═══ Records provided

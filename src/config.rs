//! Generation configuration
//!
//! A config names the target language (a built-in profile code, or an
//! inline `langSettings` profile) and the naming options. It can be read
//! from a YAML or JSON file and overridden from the command line.

use crate::error::{Error, Result};
use crate::format::{FormatOptions, DEFAULT_ROOT_CLASS_NAME};
use crate::profile::{LangProfile, ProfileRegistry};
use crate::types::DataFormat;
use serde::{Deserialize, Serialize};
use std::fs;
use std::path::Path;

// ============================================================================
// Generate Config
// ============================================================================

/// Complete generation config
#[derive(Debug, Clone, PartialEq, Eq, Serialize, Deserialize)]
#[serde(rename_all = "camelCase")]
pub struct GenerateConfig {
    /// Built-in (or registered) profile code or name
    #[serde(default, skip_serializing_if = "Option::is_none")]
    pub lang: Option<String>,

    /// Inline profile, used when `lang` is not set
    #[serde(default, skip_serializing_if = "Option::is_none")]
    pub lang_settings: Option<LangProfile>,

    /// Format of the sample data (only "json")
    #[serde(default = "default_data_format")]
    pub data_format: String,

    /// Class name given to the root node
    #[serde(default = "default_root_class_name")]
    pub root_class_name: String,

    #[serde(default)]
    pub prefix_class_name: String,

    #[serde(default)]
    pub suffix_class_name: String,

    /// Sort properties by key instead of keeping sample order
    #[serde(default)]
    pub sort_properties: bool,

    /// Refine strings into date/time/duration types
    #[serde(default)]
    pub detect_string_subtypes: bool,
}

fn default_data_format() -> String {
    "json".to_string()
}

fn default_root_class_name() -> String {
    DEFAULT_ROOT_CLASS_NAME.to_string()
}

impl Default for GenerateConfig {
    fn default() -> Self {
        Self {
            lang: None,
            lang_settings: None,
            data_format: default_data_format(),
            root_class_name: default_root_class_name(),
            prefix_class_name: String::new(),
            suffix_class_name: String::new(),
            sort_properties: false,
            detect_string_subtypes: false,
        }
    }
}

impl GenerateConfig {
    /// Config targeting a registered language
    pub fn for_lang(lang: impl Into<String>) -> Self {
        Self {
            lang: Some(lang.into()),
            ..Self::default()
        }
    }

    /// Load a config file (YAML for .yaml/.yml, JSON otherwise)
    pub fn load(path: impl AsRef<Path>) -> Result<Self> {
        let path = path.as_ref();
        let content = fs::read_to_string(path).map_err(|e| {
            if e.kind() == std::io::ErrorKind::NotFound {
                Error::FileNotFound {
                    path: path.display().to_string(),
                }
            } else {
                Error::Io(e)
            }
        })?;

        match path.extension().and_then(|e| e.to_str()) {
            Some("yaml" | "yml") => Self::from_yaml_str(&content),
            _ => Self::from_json_str(&content),
        }
    }

    pub fn from_yaml_str(yaml: &str) -> Result<Self> {
        Ok(serde_yaml::from_str(yaml)?)
    }

    pub fn from_json_str(json: &str) -> Result<Self> {
        Ok(serde_json::from_str(json)?)
    }

    /// Parsed data format
    pub fn data_format(&self) -> Result<DataFormat> {
        self.data_format.parse()
    }

    /// Pick the profile this config targets
    ///
    /// `lang` wins over an inline profile. An inline profile is validated
    /// and gets its doc mapping filled in.
    pub fn resolve_profile(&self, registry: &ProfileRegistry) -> Result<LangProfile> {
        match (&self.lang, &self.lang_settings) {
            (Some(lang), _) if !lang.trim().is_empty() => Ok(registry.require(lang)?.clone()),
            (_, Some(profile)) => {
                profile.validate()?;
                Ok(profile.clone().with_resolved_doc_mapping())
            }
            _ => Err(Error::missing_field("lang")),
        }
    }

    /// Naming options for the formatter
    pub fn format_options(&self) -> FormatOptions {
        FormatOptions {
            root_class_name: if self.root_class_name.trim().is_empty() {
                default_root_class_name()
            } else {
                self.root_class_name.clone()
            },
            prefix_class_name: self.prefix_class_name.clone(),
            suffix_class_name: self.suffix_class_name.clone(),
            sort_properties: self.sort_properties,
        }
    }

    /// Apply command line overrides on top of this config
    pub fn apply_overrides(&mut self, overrides: &ConfigOverrides) {
        if let Some(lang) = &overrides.lang {
            self.lang = Some(lang.clone());
        }
        if let Some(name) = &overrides.root_class_name {
            self.root_class_name = name.clone();
        }
        if let Some(prefix) = &overrides.prefix_class_name {
            self.prefix_class_name = prefix.clone();
        }
        if let Some(suffix) = &overrides.suffix_class_name {
            self.suffix_class_name = suffix.clone();
        }
        if overrides.sort_properties {
            self.sort_properties = true;
        }
        if overrides.detect_string_subtypes {
            self.detect_string_subtypes = true;
        }
    }
}

// ============================================================================
// Overrides
// ============================================================================

/// Values given on the command line; `None`/`false` leaves the config as is
#[derive(Debug, Clone, Default, PartialEq, Eq)]
pub struct ConfigOverrides {
    pub lang: Option<String>,
    pub root_class_name: Option<String>,
    pub prefix_class_name: Option<String>,
    pub suffix_class_name: Option<String>,
    pub sort_properties: bool,
    pub detect_string_subtypes: bool,
}

#[cfg(test)]
mod tests {
    use super::*;
    use pretty_assertions::assert_eq;
    use std::io::Write;
    use tempfile::Builder;

    #[test]
    fn test_defaults() {
        let config = GenerateConfig::from_json_str(r#"{"lang": "go"}"#).unwrap();
        assert_eq!(config.lang.as_deref(), Some("go"));
        assert_eq!(config.root_class_name, "RootClass");
        assert_eq!(config.data_format, "json");
        assert!(!config.sort_properties);
    }

    #[test]
    fn test_parse_yaml_with_inline_profile() {
        let yaml = r#"
rootClassName: Order
prefixClassName: Api
sortProperties: true
langSettings:
  code: rs
  name: Rust
  fileExtension: .rs
  typeMapping:
    "null": "Option<serde_json::Value>"
    bool: bool
    int: i64
    float: f64
    string: String
    object: "{{ Name.PascalCase }}"
    array: Vec<serde_json::Value>
    arrayBool: Vec<bool>
    arrayInt: Vec<i64>
    arrayFloat: Vec<f64>
    arrayString: Vec<String>
    arrayObject: "Vec<{{ Name.PascalCase }}>"
"#;
        let config = GenerateConfig::from_yaml_str(yaml).unwrap();
        assert_eq!(config.root_class_name, "Order");
        assert!(config.sort_properties);

        let registry = ProfileRegistry::builtin().unwrap();
        let profile = config.resolve_profile(&registry).unwrap();
        assert_eq!(profile.code, "rs");
        assert_eq!(profile.doc_mapping().int, "i64");

        let options = config.format_options();
        assert_eq!(options.prefix_class_name, "Api");
        assert!(options.sort_properties);
    }

    #[test]
    fn test_resolve_profile_errors() {
        let registry = ProfileRegistry::builtin().unwrap();

        let err = GenerateConfig::default().resolve_profile(&registry).unwrap_err();
        assert_eq!(err.to_string(), "Missing required config field: lang");

        let err = GenerateConfig::for_lang("cobol")
            .resolve_profile(&registry)
            .unwrap_err();
        assert!(matches!(err, Error::UnknownLanguage { .. }));
    }

    #[test]
    fn test_data_format() {
        let mut config = GenerateConfig::for_lang("go");
        assert_eq!(config.data_format().unwrap(), DataFormat::Json);

        config.data_format = "xml".into();
        assert!(config.data_format().is_err());
    }

    #[test]
    fn test_empty_root_class_name_falls_back() {
        let mut config = GenerateConfig::for_lang("go");
        config.root_class_name = " ".into();
        assert_eq!(config.format_options().root_class_name, "RootClass");
    }

    #[test]
    fn test_apply_overrides() {
        let mut config = GenerateConfig::for_lang("go");
        config.prefix_class_name = "Keep".into();

        config.apply_overrides(&ConfigOverrides {
            lang: Some("php".into()),
            root_class_name: Some("Invoice".into()),
            sort_properties: true,
            ..ConfigOverrides::default()
        });

        assert_eq!(config.lang.as_deref(), Some("php"));
        assert_eq!(config.root_class_name, "Invoice");
        assert_eq!(config.prefix_class_name, "Keep");
        assert!(config.sort_properties);
    }

    #[test]
    fn test_load_by_extension() {
        let mut yaml = Builder::new().suffix(".yaml").tempfile().unwrap();
        writeln!(yaml, "lang: php\nsuffixClassName: Dto").unwrap();
        let config = GenerateConfig::load(yaml.path()).unwrap();
        assert_eq!(config.lang.as_deref(), Some("php"));
        assert_eq!(config.suffix_class_name, "Dto");

        let mut json = Builder::new().suffix(".json").tempfile().unwrap();
        write!(json, r#"{{"lang": "go", "rootClassName": "Doc"}}"#).unwrap();
        let config = GenerateConfig::load(json.path()).unwrap();
        assert_eq!(config.root_class_name, "Doc");
    }

    #[test]
    fn test_load_missing_file() {
        let err = GenerateConfig::load("/nonexistent/gendata.yaml").unwrap_err();
        assert!(matches!(err, Error::FileNotFound { .. }));
    }
}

══════

Some of the data mentions "Builder". Copy every line where it does.

- _Answer box_
    use tempfile::Builder;
        let mut yaml = Builder::new().suffix(".yaml").tempfile().unwrap();
        let mut json = Builder::new().suffix(".json").tempfile().unwrap();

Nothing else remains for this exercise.